Guido Carnevale,Nicola Mimmo,Giuseppe Notarstefano
2024-12-04
Abstract:In this paper, we address Linear Quadratic Regulator (LQR) problems through a novel iterative algorithm named EXtremum-seeking Policy iteration LQR (EXP-LQR). The peculiarity of EXP-LQR is that it only needs access to a truncated approximation of the infinite-horizon cost associated to a given policy. Hence, EXP-LQR does not need the direct knowledge of neither the system matrices, cost matrices, and state measurements. In particular, at each iteration, EXP-LQR refines the maintained policy using a truncated LQR cost retrieved by performing finite-time virtual or real experiments in which a perturbed version of the current policy is employed.
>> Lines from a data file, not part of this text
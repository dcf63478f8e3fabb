//! Load skill tool: pulls a skill's instructions into the conversation.

use async_trait::async_trait;
use std::sync::Arc;

use aicode_core::error::ToolError;
use aicode_core::{SkillSource, Tool};

pub struct LoadSkillTool {
    skills: Arc<dyn SkillSource>,
}

impl LoadSkillTool {
    pub fn new(skills: Arc<dyn SkillSource>) -> Self {
        Self { skills }
    }
}

#[async_trait]
impl Tool for LoadSkillTool {
    fn name(&self) -> &str {
        "load_skill"
    }

    fn description(&self) -> &str {
        "Load a skill's instructions into context. Only use this when you are about to carry \
         out the skill; the system prompt already lists which skills exist."
    }

    fn parameters_schema(&self) -> serde_json::Value {
        serde_json::json!({
            "type": "object",
            "properties": {
                "skill_name": {
                    "type": "string",
                    "description": "The name of the skill to load (e.g., \"release\")"
                }
            },
            "required": ["skill_name"]
        })
    }

    async fn execute(&self, arguments: serde_json::Value) -> Result<String, ToolError> {
        let name = arguments["skill_name"]
            .as_str()
            .filter(|s| !s.is_empty())
            .ok_or_else(|| {
                ToolError::InvalidArguments("skill_name is required and must be a string".into())
            })?;

        let content = self.skills.skill_content(name).await.ok_or_else(|| {
            ToolError::ExecutionFailed(format!("Skill \"{name}\" not found or failed to load."))
        })?;

        Ok(format!(
            "Skill \"{name}\" loaded successfully.\n\n\
             SYSTEM INSTRUCTION: You have loaded the \"{name}\" skill. \
             Follow the instructions below carefully:\n\n{content}"
        ))
    }
}
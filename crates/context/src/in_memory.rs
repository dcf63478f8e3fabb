//! In-memory context store: no durability, no windowing.

use async_trait::async_trait;
use std::sync::Mutex;

use aicode_core::error::ContextError;
use aicode_core::message::{ChatMessage, estimate_tokens};
use aicode_core::ContextManager;

/// A conversation held only in process memory.
#[derive(Default)]
pub struct InMemoryContext {
    messages: Mutex<Vec<ChatMessage>>,
}

impl InMemoryContext {
    pub fn new() -> Self {
        Self::default()
    }

    /// Start from an existing conversation.
    pub fn with_messages(messages: Vec<ChatMessage>) -> Self {
        Self {
            messages: Mutex::new(messages),
        }
    }

    fn lock(&self) -> std::sync::MutexGuard<'_, Vec<ChatMessage>> {
        self.messages
            .lock()
            .unwrap_or_else(|poisoned| poisoned.into_inner())
    }
}

#[async_trait]
impl ContextManager for InMemoryContext {
    fn add_message(&self, message: ChatMessage) {
        self.lock().push(message);
    }

    async fn history(&self) -> Result<Vec<ChatMessage>, ContextError> {
        Ok(self.lock().clone())
    }

    async fn token_count(&self) -> Result<usize, ContextError> {
        Ok(estimate_tokens(&self.lock()))
    }

    fn clear(&self) -> Result<(), ContextError> {
        self.lock().clear();
        Ok(())
    }
}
Such a perturbation is done according to an extremum-seeking mechanism and makes the overall algorithm a time-varying nonlinear system. By using a Lyapunov-based approach exploiting averaging theory, we show that EXP-LQR exponentially converges to an arbitrarily small neighborhood of the optimal gain matrix. We corroborate the theoretical results with numerical simulations involving the control of an induction motor.
Optimization and Control,Systems and Control
What problem does this paper attempt to address?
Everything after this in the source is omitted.